-- Source information --
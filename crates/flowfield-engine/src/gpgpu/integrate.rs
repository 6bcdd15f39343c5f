use bytemuck::{Pod, Zeroable};
use flowfield_sim::SimulationParams;

use crate::render::RenderCtx;

use super::state_textures::{GpuStateStore, STATE_FORMAT};

/// Uniform block of `shaders/integrate.wgsl`.
///
///  offset  0  time          f32   elapsed seconds (unscaled)
///  offset  4  delta_time    f32   already clamped
///  offset  8  influence     f32
///  offset 12  strength      f32
///  offset 16  frequency     f32
///  offset 20  decay_rate    f32
///  offset 24  _pad          [f32; 2]
#[repr(C)]
#[derive(Debug, Copy, Clone, PartialEq, Pod, Zeroable)]
pub(crate) struct IntegrateUniform {
    pub time: f32,
    pub delta_time: f32,
    pub influence: f32,
    pub strength: f32,
    pub frequency: f32,
    pub decay_rate: f32,
    pub _pad: [f32; 2],
}

impl IntegrateUniform {
    pub(crate) fn from_params(params: &SimulationParams) -> Self {
        let p = params.sanitized();
        Self {
            time: p.elapsed_time,
            delta_time: p.delta_time,
            influence: p.flow_field_influence,
            strength: p.flow_field_strength,
            frequency: p.flow_field_frequency,
            decay_rate: p.decay_rate,
            _pad: [0.0; 2],
        }
    }
}

/// Parameter slots in the uniform ring. Each step recorded before a submit
/// takes its own slot, so up to this many steps may share one encoder.
pub const STEPS_PER_SUBMIT: usize = 8;

/// Dynamic-offset stride: the largest `min_uniform_buffer_offset_alignment`
/// a device may report.
const UNIFORM_STRIDE: u64 = 256;

#[inline]
fn uniform_offset(slot: usize) -> u32 {
    ((slot % STEPS_PER_SUBMIT) as u64 * UNIFORM_STRIDE) as u32
}

/// Runs the flow-field rule over a [`GpuStateStore`] as a fullscreen render
/// pass into the non-current state texture.
///
/// Two bind groups are built per store: one reading surface A (writing B) and
/// one reading B (writing A). The pass never binds a texture it renders into.
#[derive(Default)]
pub struct IntegratePass {
    pipeline: Option<wgpu::RenderPipeline>,
    bind_group_layout: Option<wgpu::BindGroupLayout>,
    params_ubo: Option<wgpu::Buffer>,

    /// `bind_groups[i]` reads state surface `i`.
    bind_groups: Option<[wgpu::BindGroup; 2]>,
    bound_generation: u64,

    next_slot: usize,
}

impl IntegratePass {
    pub fn new() -> Self {
        Self::default()
    }

    /// Records one integration step on `encoder` and swaps `state`.
    ///
    /// Passes recorded later on the same encoder observe the new state. Each
    /// call writes `params` into its own uniform slot, so consecutive steps on
    /// one encoder keep their own parameters (up to [`STEPS_PER_SUBMIT`]).
    pub fn encode(
        &mut self,
        ctx: &RenderCtx<'_>,
        encoder: &mut wgpu::CommandEncoder,
        state: &mut GpuStateStore,
        params: &SimulationParams,
    ) {
        self.ensure_pipeline(ctx);
        self.ensure_bindings(ctx, state);

        let Some(ubo) = self.params_ubo.as_ref() else { return };
        let uniform = IntegrateUniform::from_params(params);
        let offset = uniform_offset(self.next_slot);
        self.next_slot = (self.next_slot + 1) % STEPS_PER_SUBMIT;
        ctx.queue.write_buffer(ubo, u64::from(offset), bytemuck::bytes_of(&uniform));

        let Some(pipeline) = self.pipeline.as_ref() else { return };
        let Some(bind_groups) = self.bind_groups.as_ref() else { return };

        {
            let mut rpass = encoder.begin_render_pass(&wgpu::RenderPassDescriptor {
                label: Some("flowfield integrate pass"),
                color_attachments: &[Some(wgpu::RenderPassColorAttachment {
                    view: state.next_view(),
                    resolve_target: None,
                    ops: wgpu::Operations {
                        // Every texel is overwritten by the fullscreen triangle.
                        load: wgpu::LoadOp::Clear(wgpu::Color::TRANSPARENT),
                        store: wgpu::StoreOp::Store,
                    },
                    depth_slice: None,
                })],
                depth_stencil_attachment: None,
                timestamp_writes: None,
                occlusion_query_set: None,
                multiview_mask: None,
            });

            rpass.set_pipeline(pipeline);
            rpass.set_bind_group(0, &bind_groups[state.front_index()], &[offset]);
            rpass.draw(0..3, 0..1);
        }

        state.swap();
    }

    fn ensure_pipeline(&mut self, ctx: &RenderCtx<'_>) {
        if self.pipeline.is_some() {
            return;
        }

        let shader = ctx.device.create_shader_module(wgpu::ShaderModuleDescriptor {
            label: Some("flowfield integrate shader"),
            source: wgpu::ShaderSource::Wgsl(include_str!("shaders/integrate.wgsl").into()),
        });

        let state_entry = |binding| wgpu::BindGroupLayoutEntry {
            binding,
            visibility: wgpu::ShaderStages::FRAGMENT,
            ty: wgpu::BindingType::Texture {
                sample_type: wgpu::TextureSampleType::Float { filterable: false },
                view_dimension: wgpu::TextureViewDimension::D2,
                multisampled: false,
            },
            count: None,
        };

        let bind_group_layout =
            ctx.device
                .create_bind_group_layout(&wgpu::BindGroupLayoutDescriptor {
                    label: Some("flowfield integrate bgl"),
                    entries: &[
                        wgpu::BindGroupLayoutEntry {
                            binding: 0,
                            visibility: wgpu::ShaderStages::FRAGMENT,
                            ty: wgpu::BindingType::Buffer {
                                ty: wgpu::BufferBindingType::Uniform,
                                has_dynamic_offset: true,
                                min_binding_size: wgpu::BufferSize::new(
                                    std::mem::size_of::<IntegrateUniform>() as u64,
                                ),
                            },
                            count: None,
                        },
                        state_entry(1),
                        state_entry(2),
                    ],
                });

        let pipeline_layout =
            ctx.device
                .create_pipeline_layout(&wgpu::PipelineLayoutDescriptor {
                    label: Some("flowfield integrate pipeline layout"),
                    bind_group_layouts: &[&bind_group_layout],
                    immediate_size: 0,
                });

        let pipeline = ctx.device.create_render_pipeline(&wgpu::RenderPipelineDescriptor {
            label: Some("flowfield integrate pipeline"),
            layout: Some(&pipeline_layout),

            vertex: wgpu::VertexState {
                module: &shader,
                entry_point: Some("vs_main"),
                compilation_options: Default::default(),
                buffers: &[],
            },

            fragment: Some(wgpu::FragmentState {
                module: &shader,
                entry_point: Some("fs_main"),
                compilation_options: Default::default(),
                targets: &[Some(wgpu::ColorTargetState {
                    format: STATE_FORMAT,
                    // Float32 targets are not blendable.
                    blend: None,
                    write_mask: wgpu::ColorWrites::ALL,
                })],
            }),

            primitive: wgpu::PrimitiveState {
                topology: wgpu::PrimitiveTopology::TriangleList,
                strip_index_format: None,
                front_face: wgpu::FrontFace::Ccw,
                cull_mode: None,
                polygon_mode: wgpu::PolygonMode::Fill,
                unclipped_depth: false,
                conservative: false,
            },

            depth_stencil: None,
            multisample: wgpu::MultisampleState::default(),
            multiview_mask: None,
            cache: None,
        });

        let params_ubo = ctx.device.create_buffer(&wgpu::BufferDescriptor {
            label: Some("flowfield integrate params ubo"),
            size: UNIFORM_STRIDE * STEPS_PER_SUBMIT as u64,
            usage: wgpu::BufferUsages::UNIFORM | wgpu::BufferUsages::COPY_DST,
            mapped_at_creation: false,
        });

        self.pipeline = Some(pipeline);
        self.bind_group_layout = Some(bind_group_layout);
        self.params_ubo = Some(params_ubo);
        self.bind_groups = None;
    }

    fn ensure_bindings(&mut self, ctx: &RenderCtx<'_>, state: &GpuStateStore) {
        if self.bind_groups.is_some() && self.bound_generation == state.generation() {
            return;
        }
        let Some(bgl) = self.bind_group_layout.as_ref() else { return };
        let Some(ubo) = self.params_ubo.as_ref() else { return };

        let make = |read: usize| {
            ctx.device.create_bind_group(&wgpu::BindGroupDescriptor {
                label: Some(if read == 0 {
                    "flowfield integrate A->B"
                } else {
                    "flowfield integrate B->A"
                }),
                layout: bgl,
                entries: &[
                    wgpu::BindGroupEntry {
                        binding: 0,
                        resource: wgpu::BindingResource::Buffer(wgpu::BufferBinding {
                            buffer: ubo,
                            offset: 0,
                            size: wgpu::BufferSize::new(
                                std::mem::size_of::<IntegrateUniform>() as u64,
                            ),
                        }),
                    },
                    wgpu::BindGroupEntry {
                        binding: 1,
                        resource: wgpu::BindingResource::TextureView(state.view(read)),
                    },
                    wgpu::BindGroupEntry {
                        binding: 2,
                        resource: wgpu::BindingResource::TextureView(state.base_view()),
                    },
                ],
            })
        };

        self.bind_groups = Some([make(0), make(1)]);
        self.bound_generation = state.generation();
        log::debug!("integrate pass bound to state store #{}", state.generation());
    }
}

-- What is expected --
Looking at the records, report the number of lines that hold the string "SimulationParams", with no other text.

-- Solution to this task --
3